A New Jersey state court jury decided late yesterday that Novartis provided adequate warnings about the risk of its Zometa bone-strengthening drug,Bloomberg News reports. A lawsuit had been filed by a 73-year-old Jane Bessemer, who claimed the bisphosphonate medicine caused her to develop osteonecrosis, which is the painful death of jawbone tissue. Bessemer had taken Zometa and another drug, Aredia, to slow bone loss as she battled breast cancer.
This was the second such lawsuit to go to trial, although Novartis lost the first case last year, when a Montana jury ordered the drugmaker to pay $3.2 million in damages to a woman who blamed Zometa for causing osteonecrosis (background). The drugmaker faces about 550 lawsuits are stacked up in federal court in Tennessee and 150 are queued up in New Jersey. The same dispute plagues Merck (see here and here).

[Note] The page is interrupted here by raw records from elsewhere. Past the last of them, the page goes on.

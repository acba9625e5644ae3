use crate::infrastructure::speech::SpeechBackendError;

/// Synthesis failures as the conversion pipeline reports them. The backend
/// diagnostic is carried through verbatim in every variant; it is the only
/// clue a caller gets for a refused language/voice combination.
#[derive(Debug, thiserror::Error)]
pub enum SynthesisError {
    #[error("speech backend rejected the request: {0}")]
    BackendRejected(String),

    #[error("speech backend timed out: {0}")]
    Timeout(String),

    #[error("speech backend unavailable: {0}")]
    BackendUnavailable(String),
}

impl From<SpeechBackendError> for SynthesisError {
    fn from(err: SpeechBackendError) -> Self {
        match err {
            SpeechBackendError::Rejected(msg) => SynthesisError::BackendRejected(msg),
            SpeechBackendError::Timeout(msg) => SynthesisError::Timeout(msg),
            SpeechBackendError::Unavailable(msg) => SynthesisError::BackendUnavailable(msg),
        }
    }
}
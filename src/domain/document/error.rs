/// Typed extraction failures, one per way a document can defeat its parser.
///
/// Each variant carries the originating library diagnostic so the caller can
/// surface it; an empty extraction result is deliberately NOT an error and
/// is reported separately by the conversion service.
#[derive(Debug, thiserror::Error)]
pub enum ExtractionError {
    #[error("document could not be opened, it may be secured or corrupt: {0}")]
    CorruptOrSecured(String),

    #[error("document is not valid UTF-8 text: {0}")]
    DecodeError(String),

    #[error("document container is malformed: {0}")]
    ParseError(String),
}
use std::sync::Arc;

use super::error::SynthesisError;
use crate::domain::voice::VoiceConfig;
use crate::infrastructure::speech::SpeechBackend;
use crate::infrastructure::staging::Staging;

/// Playable audio produced for one conversion request. Owned by the caller
/// once returned; nothing is kept server-side.
#[derive(Debug, Clone)]
pub struct AudioArtifact {
    pub bytes: Vec<u8>,
}

/// Drives one synthesis round-trip against the speech backend.
///
/// The produced audio passes through a staged temporary file before being
/// handed back, and the staging guard removes it whether the request
/// completes, fails or is abandoned mid-flight. No partial audio ever
/// reaches the caller: any chunk failure discards the whole artifact.
pub struct SynthesisOrchestrator {
    backend: Arc<dyn SpeechBackend>,
    staging: Arc<Staging>,
}

impl SynthesisOrchestrator {
    pub fn new(backend: Arc<dyn SpeechBackend>, staging: Arc<Staging>) -> Self {
        Self { backend, staging }
    }

    /// `Ok(None)` is the "nothing to do" outcome for empty text; it is not
    /// an error, and no backend call is made.
    pub async fn synthesize(
        &self,
        text: &str,
        config: &VoiceConfig,
    ) -> Result<Option<AudioArtifact>, SynthesisError> {
        if text.is_empty() {
            tracing::info!("empty text, nothing to synthesize");
            return Ok(None);
        }

        let audio = self
            .backend
            .synthesize(text, &config.language_code, &config.host_tag)
            .await?;

        // Round-trip the artifact through staging; the guard removes the
        // file once the owned copy below exists.
        let staged = self
            .staging
            .stage_bytes("mp3", &audio)
            .map_err(|e| SynthesisError::BackendUnavailable(format!("staging failed: {}", e)))?;
        let bytes = std::fs::read(staged.path())
            .map_err(|e| SynthesisError::BackendUnavailable(format!("staging failed: {}", e)))?;
        drop(staged);

        tracing::info!(
            audio_size = bytes.len(),
            language = %config.language_code,
            host_tag = %config.host_tag,
            "audio artifact ready"
        );

        Ok(Some(AudioArtifact { bytes }))
    }
}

The Zometa ligitation, by the way, has offered some rather contentious moments. Last May, Novartis was sanctioned by a federal court judge in Tennesse for denying that it ran direct-to-consumer ads for Zometa and, then, failing to produce those ads - which were later discovered independently by lawyers for a woman who claims the medication caused osteonecrosis. The drugmaker flip-flopped on the existence of the ads in different motions and was ordered to pay attorneys’ fees (back story).